Mitt Romney Reiterates '12 Million New Jobs' Claim Despite Lack Of Evidence

Mitt Romney Misleads On '12 Million New Jobs' Claim
US President Barack Obama (L) Republican presidential candidate Mitt Romney (R) participate in the second presidential debate at the David Mack Center at Hofstra University in Hempstead, New York, October 16, 2012, moderated by CNN's Candy Crowley. AFP PHOTO / Saul LOEB (Photo credit should read SAUL LOEB/AFP/Getty Images)
US President Barack Obama (L) Republican presidential candidate Mitt Romney (R) participate in the second presidential debate at the David Mack Center at Hofstra University in Hempstead, New York, October 16, 2012, moderated by CNN's Candy Crowley. AFP PHOTO / Saul LOEB (Photo credit should read SAUL LOEB/AFP/Getty Images)

Republican presidential candidate Mitt Romney continued to push the claim that his jobs plan will create 12 million jobs during Tuesday's presidential debate, despite recent controversy surrounding the studies on which that claim is based.

"We have not made the progress, we need to make to put people back to work," Romney said, according to a transcript provided by the Washington Post. "That’s why I put out a five-point plan that gets America 12 million new jobs in four years and rising take-home pay."

In some ways, it's a safe bet, with a recent analysis predicting that exact number of jobs will be created by 2016, regardless of who becomes president, a point noted by the Washington Post's Glenn Kessler.

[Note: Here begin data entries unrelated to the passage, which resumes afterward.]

//! Query engine: age, age at first lab, and lab threshold checks.
//!
//! Every query goes through a [`RecordStore`], so the columnar, object and
//! SQLite shapes share one implementation.

mod age;

pub use age::*;

use chrono::NaiveDate;
use log::debug;

use crate::config::QueryConfig;
use crate::models::{any_lab_satisfies, Comparison, PatientChart};
use crate::store::RecordStore;
use crate::{EhrError, EhrResult};

/// Answers patient queries against any record store.
pub struct QueryEngine<'a, S: RecordStore + ?Sized> {
    store: &'a S,
    config: QueryConfig,
}

impl<'a, S: RecordStore + ?Sized> QueryEngine<'a, S> {
    /// Create an engine with the default (strict, local-date) configuration.
    pub fn new(store: &'a S) -> Self {
        Self::with_config(store, QueryConfig::default())
    }

    pub fn with_config(store: &'a S, config: QueryConfig) -> Self {
        Self { store, config }
    }

    pub fn config(&self) -> &QueryConfig {
        &self.config
    }

    /// The date treated as "now".
    pub fn today(&self) -> NaiveDate {
        self.config.today()
    }

    /// Current age of a patient in whole years.
    ///
    /// Fails with `NotFound` for an unknown identifier and `InvalidState`
    /// for a birth date in the future.
    pub fn age(&self, patient_id: &str) -> EhrResult<i32> {
        let patient = self.store.lookup_patient(patient_id)?;
        patient.age_on(self.today())
    }

    /// Age of a patient on the date of their earliest lab.
    ///
    /// Fails with `NotFound` for an unknown identifier and `NoData` when the
    /// patient has no labs.
    pub fn age_at_first_lab(&self, patient_id: &str) -> EhrResult<i32> {
        self.chart(patient_id)?.age_at_first_lab()
    }

    /// True when any `lab_name` lab of the patient satisfies
    /// `value <operator> threshold`.
    ///
    /// `operator` must be `>`, `<` or `=`. Zero matching labs is `false`.
    pub fn is_sick(
        &self,
        patient_id: &str,
        lab_name: &str,
        operator: &str,
        threshold: f64,
    ) -> EhrResult<bool> {
        let comparison: Comparison = operator.parse()?;
        self.is_sick_with(patient_id, lab_name, comparison, threshold)
    }

    /// [`QueryEngine::is_sick`] with an already parsed operator.
    pub fn is_sick_with(
        &self,
        patient_id: &str,
        lab_name: &str,
        comparison: Comparison,
        threshold: f64,
    ) -> EhrResult<bool> {
        if self.config.strict_patient_check && !self.store.contains_patient(patient_id)? {
            return Err(not_found(patient_id));
        }

        let labs = self.store.labs_for(patient_id)?;
        debug!(
            "Checking {} labs of {} for {} {} {}",
            labs.len(),
            patient_id,
            lab_name,
            comparison,
            threshold
        );
        Ok(any_lab_satisfies(&labs, lab_name, comparison, threshold)?)
    }

    /// Patient and labs grouped together.
    pub fn chart(&self, patient_id: &str) -> EhrResult<PatientChart> {
        self.store.chart(patient_id)
    }
}

pub(crate) fn not_found(patient_id: &str) -> EhrError {
    EhrError::NotFound(format!("Patient {patient_id} not found in the data"))
}
use std::fmt;

use thiserror::Error;

use crate::arena::ArenaExhausted;

/// Source position of a diagnostic.
#[derive(Debug, Clone, PartialEq, Eq, Hash)]
pub struct Location {
    pub file: String,
    /// 1-based.
    pub line: usize,
}

impl Location {
    pub fn new(file: impl Into<String>, line: usize) -> Self {
        Self {
            file: file.into(),
            line,
        }
    }
}

impl fmt::Display for Location {
    fn fmt(&self, f: &mut fmt::Formatter<'_>) -> fmt::Result {
        write!(f, "{}:{}", self.file, self.line)
    }
}

#[derive(Debug, Clone, PartialEq, Eq, Error)]
pub enum AsmErrorKind {
    #[error("could not read `{path}`: {reason}")]
    UnreadableSource { path: String, reason: String },

    #[error("unknown directive `%{0}`")]
    UnknownDirective(String),

    #[error("%define needs a name")]
    MissingDefineName,

    #[error("`{0}` is not a literal")]
    MalformedLiteral(String),

    #[error("%include needs a path")]
    MissingIncludePath,

    #[error("%include path `{0}` must be surrounded with quotation marks")]
    UnquotedIncludePath(String),

    #[error("includes nested deeper than {max} levels")]
    IncludeDepthExceeded { max: usize },

    #[error("%entry needs an address or a label")]
    MissingEntryValue,

    #[error("label `{0}` is already defined")]
    DuplicateLabel(String),

    #[error("label name is empty")]
    EmptyLabel,

    #[error("unknown instruction `{0}`")]
    UnknownOpcode(String),

    #[error("instruction `{0}` requires an operand")]
    MissingOperand(String),

    #[error("unknown label `{0}`")]
    UndefinedLabel(String),

    #[error("program does not fit in {capacity} instructions")]
    ProgramTooLarge { capacity: usize },

    #[error("static data does not fit in {capacity} bytes of memory")]
    MemoryExhausted { capacity: usize },

    #[error(transparent)]
    ArenaExhausted(#[from] ArenaExhausted),

    #[error("no entry point declared, add `%entry <address or label>`")]
    MissingEntry,
}

/// An assembly failure. Assembly stops at the first one.
#[derive(Debug, Clone, PartialEq, Eq)]
pub struct AsmError {
    pub location: Option<Location>,
    pub kind: AsmErrorKind,
}

impl AsmError {
    pub fn at(location: Location, kind: AsmErrorKind) -> Self {
        Self {
            location: Some(location),
            kind,
        }
    }

    pub fn bare(kind: AsmErrorKind) -> Self {
        Self {
            location: None,
            kind,
        }
    }
}

impl From<AsmErrorKind> for AsmError {
    fn from(kind: AsmErrorKind) -> Self {
        Self::bare(kind)
    }
}

impl fmt::Display for AsmError {
    fn fmt(&self, f: &mut fmt::Formatter<'_>) -> fmt::Result {
        match &self.location {
            Some(location) => write!(f, "{}: error: {}", location, self.kind),
            None => write!(f, "error: {}", self.kind),
        }
    }
}

impl std::error::Error for AsmError {}
//! Instruction set of the ByteRunner VM
//!
//! Everything the assembler, the loader and the machine agree on lives here: the
//! untyped [`Word`], the closed [`Opcode`] set and the fixed [`Instruction`] record.

use std::fmt;

/// The 64-bit unit of the stack, of instruction operands and of memory loads/stores.
///
/// A word carries no type. The same 8 bytes are read as an unsigned integer, a signed
/// integer, an IEEE double or a memory address depending solely on which opcode touches
/// them. Nothing checks that a word was produced with the interpretation an opcode
/// expects: `plusf` on two integers, or `read8` on a float, silently computes garbage.
/// Programs (and anyone writing them by hand) are responsible for keeping the
/// interpretations straight.
#[derive(Clone, Copy, Default, PartialEq, Eq, Hash)]
pub struct Word(u64);

impl Word {
    pub const ZERO: Word = Word(0);

    pub const fn from_u64(value: u64) -> Self {
        Word(value)
    }

    pub const fn from_i64(value: i64) -> Self {
        Word(value as u64)
    }

    pub fn from_f64(value: f64) -> Self {
        Word(value.to_bits())
    }

    pub const fn as_u64(self) -> u64 {
        self.0
    }

    pub const fn as_i64(self) -> i64 {
        self.0 as i64
    }

    pub fn as_f64(self) -> f64 {
        f64::from_bits(self.0)
    }

    /// Address interpretation, an unsigned byte offset into VM memory.
    pub const fn as_addr(self) -> u64 {
        self.0
    }

    pub const fn to_le_bytes(self) -> [u8; 8] {
        self.0.to_le_bytes()
    }

    pub const fn from_le_bytes(bytes: [u8; 8]) -> Self {
        Word(u64::from_le_bytes(bytes))
    }
}

impl fmt::Debug for Word {
    fn fmt(&self, f: &mut fmt::Formatter<'_>) -> fmt::Result {
        write!(f, "Word({:#018X})", self.0)
    }
}

impl From<u64> for Word {
    fn from(value: u64) -> Self {
        Word(value)
    }
}

// --------------------------------------------
// Opcodes

macro_rules! opcodes {
    ($($variant:ident = $code:literal => $name:literal, $operand:literal;)*) => {
        /// Every instruction kind the VM understands.
        ///
        /// The discriminant is the on-disk encoding, so the order must never change.
        #[repr(u32)]
        #[derive(Debug, Clone, Copy, PartialEq, Eq, Hash)]
        pub enum Opcode {
            $($variant = $code,)*
        }

        impl Opcode {
            pub const ALL: &'static [Opcode] = &[$(Opcode::$variant,)*];

            /// Canonical lowercase mnemonic.
            pub const fn name(self) -> &'static str {
                match self {
                    $(Opcode::$variant => $name,)*
                }
            }

            /// Whether the instruction consumes its operand word.
            pub const fn has_operand(self) -> bool {
                match self {
                    $(Opcode::$variant => $operand,)*
                }
            }
        }

        impl TryFrom<u32> for Opcode {
            type Error = u32;

            fn try_from(code: u32) -> Result<Self, Self::Error> {
                match code {
                    $($code => Ok(Opcode::$variant),)*
                    _ => Err(code),
                }
            }
        }
    };
}

#[rustfmt::skip]
opcodes! {
    Nop     = 0  => "nop",     false;
    Dup     = 1  => "dup",     true;
    Swap    = 2  => "swap",    true;
    Push    = 3  => "push",    true;
    Pop     = 4  => "pop",     false;

    PlusI   = 5  => "plusi",   false;
    MinusI  = 6  => "minusi",  false;
    MultI   = 7  => "multi",   false;
    DivI    = 8  => "divi",    false;
    ModI    = 9  => "modi",    false;
    GeI     = 10 => "gei",     false;
    LeI     = 11 => "lei",     false;
    LI      = 12 => "li",      false;
    NeI     = 13 => "nei",     false;
    GI      = 14 => "gi",      false;
    EqI     = 15 => "eqi",     false;

    PlusF   = 16 => "plusf",   false;
    MinusF  = 17 => "minusf",  false;
    MultF   = 18 => "multf",   false;
    DivF    = 19 => "divf",    false;
    GeF     = 20 => "gef",     false;
    GF      = 21 => "gf",      false;
    LeF     = 22 => "lef",     false;
    LF      = 23 => "lf",      false;
    NeF     = 24 => "nef",     false;
    EqF     = 25 => "eqf",     false;

    AndB    = 26 => "andb",    false;
    OrB     = 27 => "orb",     false;
    Xor     = 28 => "xor",     false;
    Shr     = 29 => "shr",     false;
    Shl     = 30 => "shl",     false;
    NotB    = 31 => "notb",    false;

    Call    = 32 => "call",    true;
    Int     = 33 => "int",     true;
    Jmp     = 34 => "jmp",     true;
    JmpIf   = 35 => "jmp_if",  true;
    Ret     = 36 => "ret",     false;

    Read8   = 37 => "read8",   false;
    Read16  = 38 => "read16",  false;
    Read32  = 39 => "read32",  false;
    Read64  = 40 => "read64",  false;

    Write8  = 41 => "write8",  false;
    Write16 = 42 => "write16", false;
    Write32 = 43 => "write32", false;
    Write64 = 44 => "write64", false;

    I2F     = 45 => "i2f",     false;
    I2U     = 46 => "i2u",     false;
    U2F     = 47 => "u2f",     false;
    U2I     = 48 => "u2i",     false;
    F2I     = 49 => "f2i",     false;
    F2U     = 50 => "f2u",     false;

    Not     = 51 => "not",     false;
    Halt    = 52 => "halt",    false;
}

impl Opcode {
    /// Look an opcode up by its exact mnemonic. Matching is case sensitive.
    pub fn from_name(name: &str) -> Option<Opcode> {
        Opcode::ALL.iter().copied().find(|op| op.name() == name)
    }
}

impl fmt::Display for Opcode {
    fn fmt(&self, f: &mut fmt::Formatter<'_>) -> fmt::Result {
        f.write_str(self.name())
    }
}

// --------------------------------------------
// Instructions

/// One program slot: an opcode number and its operand word.
///
/// The opcode is kept as the raw number read from an image, so a corrupt or foreign
/// program loads fine and only faults once the bad slot is actually executed.
#[derive(Debug, Clone, Copy, PartialEq, Eq)]
pub struct Instruction {
    pub code: u32,
    pub operand: Word,
}

impl Instruction {
    pub const fn new(opcode: Opcode, operand: Word) -> Self {
        Self {
            code: opcode as u32,
            operand,
        }
    }

    pub const fn bare(opcode: Opcode) -> Self {
        Self::new(opcode, Word::ZERO)
    }

    pub fn opcode(&self) -> Option<Opcode> {
        Opcode::try_from(self.code).ok()
    }
}

#[cfg(test)]
mod tests {
    use super::*;

    #[test]
    fn opcode_numbers_are_dense_and_ordered() {
        for (i, op) in Opcode::ALL.iter().enumerate() {
            assert_eq!(*op as u32, i as u32);
            assert_eq!(Opcode::try_from(i as u32), Ok(*op));
        }
        assert_eq!(Opcode::try_from(Opcode::ALL.len() as u32), Err(53));
    }

    #[test]
    fn lookup_by_name() {
        assert_eq!(Opcode::from_name("plusi"), Some(Opcode::PlusI));
        assert_eq!(Opcode::from_name("jmp_if"), Some(Opcode::JmpIf));
        assert_eq!(Opcode::from_name("PUSH"), None);
        assert_eq!(Opcode::from_name("pushh"), None);
    }

    #[test]
    fn operand_carrying_opcodes() {
        let with_operand: Vec<_> = Opcode::ALL
            .iter()
            .filter(|op| op.has_operand())
            .map(|op| op.name())
            .collect();

        assert_eq!(
            with_operand,
            ["dup", "swap", "push", "call", "int", "jmp", "jmp_if"]
        );
    }

    #[test]
    fn word_interpretations_share_bits() {
        let w = Word::from_i64(-1);
        assert_eq!(w.as_u64(), u64::MAX);

        let f = Word::from_f64(1.5);
        assert_eq!(f.as_u64(), 1.5f64.to_bits());
        assert_eq!(f.as_f64(), 1.5);
        assert_eq!(Word::from_le_bytes(f.to_le_bytes()), f);
    }

    #[test]
    fn unknown_opcode_survives_in_instruction() {
        let inst = Instruction {
            code: 0xDEAD,
            operand: Word::ZERO,
        };
        assert_eq!(inst.opcode(), None);
        assert_eq!(Instruction::bare(Opcode::Halt).opcode(), Some(Opcode::Halt));
    }
}
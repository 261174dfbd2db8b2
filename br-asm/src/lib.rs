//! Assembler for ByteRunner programs
//!
//! Translates line-oriented assembly, with `%define`, `%include` and `%entry` directives,
//! into a [`br_vm::Image`] the machine can load directly or from a file.

use std::path::Path;

use br_vm::Image;

pub mod arena;
pub mod assembler;
pub mod error;
pub mod lexer;
pub mod parser;

pub use assembler::{AsmLimits, Assembler};
pub use error::{AsmError, AsmErrorKind, Location};

/// Assemble the file at `path` with the default limits.
pub fn assemble(path: &Path) -> Result<Image, AsmError> {
    let mut assembler = Assembler::new();
    assembler.translate(path)?;
    assembler.image()
}
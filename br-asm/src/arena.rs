//! Bounded storage for everything the assembler keeps alive across a translation
//!
//! Source texts and label names are handed out as shared `Rc<str>`, so the assembler can
//! keep iterating over a file while it mutates its own tables. Every byte is charged
//! against a fixed budget; interned names are only charged the first time.

use std::collections::HashSet;
use std::rc::Rc;

use thiserror::Error;

#[derive(Debug, Clone, PartialEq, Eq, Error)]
#[error("assembler arena exhausted: {requested} bytes requested with {available} of {capacity} left")]
pub struct ArenaExhausted {
    pub requested: usize,
    pub available: usize,
    pub capacity: usize,
}

#[derive(Debug, Clone)]
pub struct Arena {
    capacity: usize,
    used: usize,
    names: HashSet<Rc<str>>,
}

impl Arena {
    pub fn new(capacity: usize) -> Self {
        Self {
            capacity,
            used: 0,
            names: HashSet::new(),
        }
    }

    pub fn capacity(&self) -> usize {
        self.capacity
    }

    /// Bytes charged so far.
    pub fn used(&self) -> usize {
        self.used
    }

    fn reserve(&mut self, size: usize) -> Result<(), ArenaExhausted> {
        let available = self.capacity - self.used;
        if size > available {
            return Err(ArenaExhausted {
                requested: size,
                available,
                capacity: self.capacity,
            });
        }
        self.used += size;
        Ok(())
    }

    /// Take ownership of a source text.
    pub fn alloc_source(&mut self, text: String) -> Result<Rc<str>, ArenaExhausted> {
        self.reserve(text.len())?;
        Ok(Rc::from(text))
    }

    /// Shared copy of `name`. Repeated names cost nothing.
    pub fn intern(&mut self, name: &str) -> Result<Rc<str>, ArenaExhausted> {
        if let Some(existing) = self.names.get(name) {
            return Ok(Rc::clone(existing));
        }

        self.reserve(name.len())?;
        let name: Rc<str> = Rc::from(name);
        self.names.insert(Rc::clone(&name));
        Ok(name)
    }
}
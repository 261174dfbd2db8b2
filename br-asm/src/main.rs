use std::path::PathBuf;

use br_asm::Assembler;
use clap::Parser as CParser;

#[derive(CParser)]
#[command(name = "bas")]
#[command(about = "ByteRunner assembler")]
struct Args {
    input: PathBuf,

    /// Defaults to the input path with a `.br` extension
    #[arg(short, long)]
    output: Option<PathBuf>,
}

fn main() -> Result<(), Box<dyn std::error::Error>> {
    br_vm::init_logging();
    let args = Args::parse();

    let mut assembler = Assembler::new();
    let image = match assembler.translate(&args.input).and_then(|_| assembler.image()) {
        Ok(image) => image,
        Err(err) => {
            eprintln!("{}", err);
            std::process::exit(1);
        }
    };

    let output = args
        .output
        .unwrap_or_else(|| args.input.with_extension("br"));
    let written = image.save(&output)?;

    println!("Assembled image written to {}", output.display());
    println!("Image size: {} bytes", written);
    println!("Entry point: {}", image.entry);
    println!("Arena used: {} bytes", assembler.arena_used());

    Ok(())
}
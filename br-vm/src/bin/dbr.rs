use std::error::Error;
use std::io::{self, Write};
use std::path::PathBuf;

use br_vm::runtime::disasm;
use br_vm::{Image, Limits};
use clap::Parser;

#[derive(Parser)]
#[command(name = "dbr")]
#[command(about = "ByteRunner image disassembler")]
struct Args {
    image: PathBuf,

    /// Prefix every instruction with its address
    #[arg(short, long)]
    addresses: bool,

    /// Also hex dump the static memory section
    #[arg(short, long)]
    memory: bool,
}

fn main() -> Result<(), Box<dyn Error>> {
    br_vm::init_logging();
    let args = Args::parse();

    let image = Image::load(&args.image, &Limits::default())?;

    let mut out = io::stdout().lock();
    if args.addresses {
        disasm::dump_program(&image.program, &mut out)?;
    } else {
        disasm::disassemble(&image.program, &mut out)?;
    }

    if args.memory && !image.memory.is_empty() {
        writeln!(out)?;
        disasm::dump_memory(&image.memory, 0, &mut out)?;
    }
    out.flush()?;

    Ok(())
}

But when Kessler pushed the Romney campaign for the exact numbers and studies on which the jobs claim is based, they handed him "totally different studies ... with completely different timelines" than what is in the white paper that became the basis of Romney's plan. One study, for example, had a 10-year plan, and another had little to do with Romney's policy ideas.

"They're just faking it," Nobel Prize-winning economist Paul Krugman wrote in a New York Times blog post in response to the article.

Romney's claim that his plan would create 12 million jobs might also turn out to be false: According to a recent report from the left-leaning Center for American Progress, Romney's plan would cost the country some 360,000 jobs in 2013 alone.

The think tank analyzed Romney's plan and found that six of Romney's 59 proposals would directly eliminate jobs and that 26 measures wouldn't change policy at all.